LA RESPONSABILITA’ DEL
MINISTERO EPISCOPALE
DI GUIDA E GOVERNO DEL
POPOLO DI DIO,
INSERITO NELLA PIU’ VASTA MISSIONE DELLA
CHIESA UNIVERSALE
La responsabilità del ministero episcopale di guida e governo del Popolo
di Dio, al centro del discorso del Papa ai vescovi statunitensi della Chiesa di
New York, in visita ad Limina Apostolorum e ricevuti stamane in
Vaticano. Il servizio di Roberta Gisotti:
**********
Il “potere del governo” affidato ai vescovi, “vicari e ambasciatori di Cristo”
inteso come vocazione “di servizio non di onore”, per portare beneficio agli
altri piuttosto che per dominarli. Un potere non di semplice “amministrazione”
ed “esercizio di abilità organizzative”, quanto piuttosto per costruire il
Regno di Dio. Giovanni Paolo II rivolto ai presuli americani ha ricordato loro
che la funzione del pastore non può essere isolata dalla più ampia
responsabilità per la Chiesa universale, rendendo questa capace di attingere
dalla vita e dal carisma delle Chiese locali, in uno spirituale “scambio di
doni”. Da qui l’incoraggiamento ai presuli di essere guide con l’esempio per
evangelizzare il proprio gregge santificandolo, e disponendolo a condividere la
Buona Novella con gli altri. “Favorite la comunione tra loro – ha raccomandato
il Papa – per prepararli alla missione della Chiesa”. “Incoraggiando i vostri
popoli - ha aggiunto il Santo Padre - ad approfondire la loro fedeltà al
Magistero e la loro unione nella mente e nel cuore con il Successore di Pietro,
voi offrirete loro la guida ispiratrice necessaria a condurli avanti nel terzo
Millennio.” Non può esserci, infatti, unità di pratica senza un consenso
sotteso e questo naturalmente può essere ottenuto attraverso il dialogo franco,
e discussioni informate, basate su solidi principi teologici e pastorali.

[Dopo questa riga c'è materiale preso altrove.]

//! Physical keyboard adapter.
//!
//! Translates key names, as a key event reports them, into the same
//! [`Input`] vocabulary the on-screen keypad produces.

use super::input::Input;

/// Map a key name (`"7"`, `"*"`, `"Enter"`, `"Backspace"`, ...) to an input.
///
/// Returns `None` for keys the calculator does not handle.
pub fn map_key(key: &str) -> Option<Input> {
    match key {
        "Enter" | "=" => return Some(Input::Equals),
        "Backspace" => return Some(Input::Delete),
        "Escape" => return Some(Input::Clear),
        _ => {}
    }

    let mut chars = key.chars();
    let c = chars.next()?;
    if chars.next().is_some() {
        return None;
    }

    match c {
        '0'..='9' | '+' | '-' | '(' | ')' | '.' | '^' | '!' | '%' => Some(Input::Symbol(c)),
        '*' => Some(Input::Symbol('×')),
        '/' => Some(Input::Symbol('÷')),
        _ => None,
    }
}

/// Split a typed key sequence into inputs.
///
/// Plain characters are mapped one by one; named keys are written in
/// angle brackets, e.g. `12+3<Backspace>4<Enter>`. Unmapped keys are
/// skipped, as they would be on a real keyboard.
pub fn parse_keys(sequence: &str) -> Vec<Input> {
    let mut inputs = Vec::new();
    let mut rest = sequence;

    while let Some(c) = rest.chars().next() {
        if c == '<'
            && let Some(end) = rest.find('>')
        {
            inputs.extend(map_key(&rest[1..end]));
            rest = &rest[end + 1..];
            continue;
        }
        let (key, tail) = rest.split_at(c.len_utf8());
        inputs.extend(map_key(key));
        rest = tail;
    }

    inputs
}

#[cfg(test)]
mod tests {
    use super::*;

    #[test]
    fn test_digits_and_operators() {
        assert_eq!(map_key("7"), Some(Input::Symbol('7')));
        assert_eq!(map_key("+"), Some(Input::Symbol('+')));
        assert_eq!(map_key("^"), Some(Input::Symbol('^')));
        assert_eq!(map_key("%"), Some(Input::Symbol('%')));
    }

    #[test]
    fn test_ascii_operators_become_keypad_symbols() {
        assert_eq!(map_key("*"), Some(Input::Symbol('×')));
        assert_eq!(map_key("/"), Some(Input::Symbol('÷')));
    }

    #[test]
    fn test_control_keys() {
        assert_eq!(map_key("Enter"), Some(Input::Equals));
        assert_eq!(map_key("="), Some(Input::Equals));
        assert_eq!(map_key("Backspace"), Some(Input::Delete));
        assert_eq!(map_key("Escape"), Some(Input::Clear));
    }

    #[test]
    fn test_unhandled_keys() {
        assert_eq!(map_key("a"), None);
        assert_eq!(map_key("Shift"), None);
        assert_eq!(map_key(""), None);
    }

    #[test]
    fn test_parse_keys() {
        assert_eq!(
            parse_keys("1*2<Backspace>3<Enter>"),
            vec![
                Input::Symbol('1'),
                Input::Symbol('×'),
                Input::Symbol('2'),
                Input::Delete,
                Input::Symbol('3'),
                Input::Equals,
            ]
        );
        assert_eq!(parse_keys("2 x 3"), vec![Input::Symbol('2'), Input::Symbol('3')]);
    }
}
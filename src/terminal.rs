//! Plain-text rendering of a calculator session.

use crate::session::{History, KEYPAD, Session, Shift};
use std::fmt::Write;

/// Width of one keypad cell, in characters.
const KEY_WIDTH: usize = 7;

/// Render the display area.
///
/// Shows the mode indicators, the expression (or placeholder/error) and,
/// when available, the live preview with an "= " prefix.
pub fn render_display(session: &Session, show_preview: bool) -> String {
    let mut out = String::new();

    let shift = match session.shift() {
        Shift::Primary => "",
        Shift::Alternate => " [2nd]",
    };
    let _ = writeln!(out, "[{}]{}", session.angle_mode(), shift);
    let _ = writeln!(out, "{}", session.display());

    if show_preview && let Some(preview) = session.preview() {
        let _ = writeln!(out, "= {preview}");
    }

    out
}

/// Render the history list, most recent first, with recall indices.
pub fn render_history(history: &History) -> String {
    if history.is_empty() {
        return "No calculations yet\n".to_string();
    }

    let mut out = String::new();
    for (index, entry) in history.iter().enumerate() {
        let _ = writeln!(out, "{index:>3}  {entry}");
    }
    out
}

/// Render the keypad grid with labels for the current 2nd state.
pub fn render_keypad(shift: Shift) -> String {
    let mut out = String::new();
    for row in KEYPAD {
        let cells: Vec<String> = row
            .iter()
            .map(|key| format!("[{:^width$}]", key.label(shift), width = KEY_WIDTH))
            .collect();
        let _ = writeln!(out, "{}", cells.join(" "));
    }
    out
}
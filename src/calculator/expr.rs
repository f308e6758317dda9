//! Expression tree produced by the parser.

use super::environment::{Constant, Environment, Function};
use super::error::CalcError;

#[derive(Clone, Copy, Debug, PartialEq, Eq)]
pub enum UnaryOp {
    Negate,
}

#[derive(Clone, Copy, Debug, PartialEq, Eq)]
pub enum BinaryOp {
    Add,
    Subtract,
    Multiply,
    Divide,
    Power,
}

impl BinaryOp {
    fn apply(self, lhs: f64, rhs: f64) -> f64 {
        match self {
            Self::Add => lhs + rhs,
            Self::Subtract => lhs - rhs,
            Self::Multiply => lhs * rhs,
            Self::Divide => lhs / rhs,
            Self::Power => lhs.powf(rhs),
        }
    }
}

#[derive(Clone, Debug, PartialEq)]
pub enum Expr {
    Literal(f64),
    Constant(Constant),
    Unary(UnaryOp, Box<Expr>),
    Binary(BinaryOp, Box<Expr>, Box<Expr>),
    Call(Function, Vec<Expr>),
}

impl Expr {
    pub fn binary(op: BinaryOp, lhs: Expr, rhs: Expr) -> Self {
        Self::Binary(op, Box::new(lhs), Box::new(rhs))
    }

    pub fn call(function: Function, arg: Expr) -> Self {
        Self::Call(function, vec![arg])
    }

    /// Evaluate the tree against `env`.
    ///
    /// Arithmetic follows IEEE semantics; non-finite results are rejected
    /// by the caller, not here.
    pub fn eval(&self, env: &Environment) -> Result<f64, CalcError> {
        match self {
            Self::Literal(value) => Ok(*value),
            Self::Constant(constant) => Ok(constant.value()),
            Self::Unary(UnaryOp::Negate, operand) => Ok(-operand.eval(env)?),
            Self::Binary(op, lhs, rhs) => Ok(op.apply(lhs.eval(env)?, rhs.eval(env)?)),
            Self::Call(function, args) => {
                let values = args
                    .iter()
                    .map(|arg| arg.eval(env))
                    .collect::<Result<Vec<_>, _>>()?;
                env.call(*function, &values)
            }
        }
    }
}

Giovanni Paolo II ha quindi espresso apprezzamento per l’impegno dei
presuli statunitensi nel campo della difesa della vita, dell’educazione e della
pace, e li ha esortati a porre ancora attenzione particolare ad alcuni temi
come “il declino nella presenza a Messa e nel ricorso ai sacramenti della Riconciliazione,
le minacce al matrimonio e le necessità religiose degli immigrati”.
**********
NEL MESSAGGIO ALLE SETTIMANE SOCIALI, IN CORSO A BOLOGNA,
IL PAPA INVITA I
CATTOLICI A PARTECIPARE ALLA VITA POLITICA DEL PAESE
“I cattolici sono
invitati non soltanto a impegnarsi per rendere viva e dinamica la società
civile” ma anche a “riconsiderare l’importanza dell’impegno nei ruoli pubblici
e istituzionali, in quegli ambienti in cui si formano decisioni collettive
significative e in quello della politica, intesa nel senso alto del termine”.
Lo afferma Giovanni Paolo II nel messaggio inviato alla 44.ma Settimana Sociale
dei cattolici italiani in corso di svolgimento a Bologna. Il servizio di
Stefano Andrini:
***********
“In Italia” afferma il Santo
Padre “la democrazia e la libertà politica appaiono ormai felicemente
consolidate”. “A nessuno sfuggono però i rischi e le minacce che, per un
autentico assetto democratico, possono derivare da certe correnti filosofiche,
visioni antropologiche e concezioni politiche non esenti da preconcetti ideologici”
come ad esempio “la tendenza a ritenere che il relativismo sia l’atteggiamento
di pensiero meglio rispondente alla forme politiche democratiche, come se la
conoscenza della verità e l’adesione ad essa costituissero un impedimento”. “Se
l’azione politica” scrive ancora il Papa “ non si confronta con una superiore
istanza etica, illuminata a sua volta da una visione integrale dell'uomo e
della società, finisce per essere asservita a fini inadeguati, se non illeciti.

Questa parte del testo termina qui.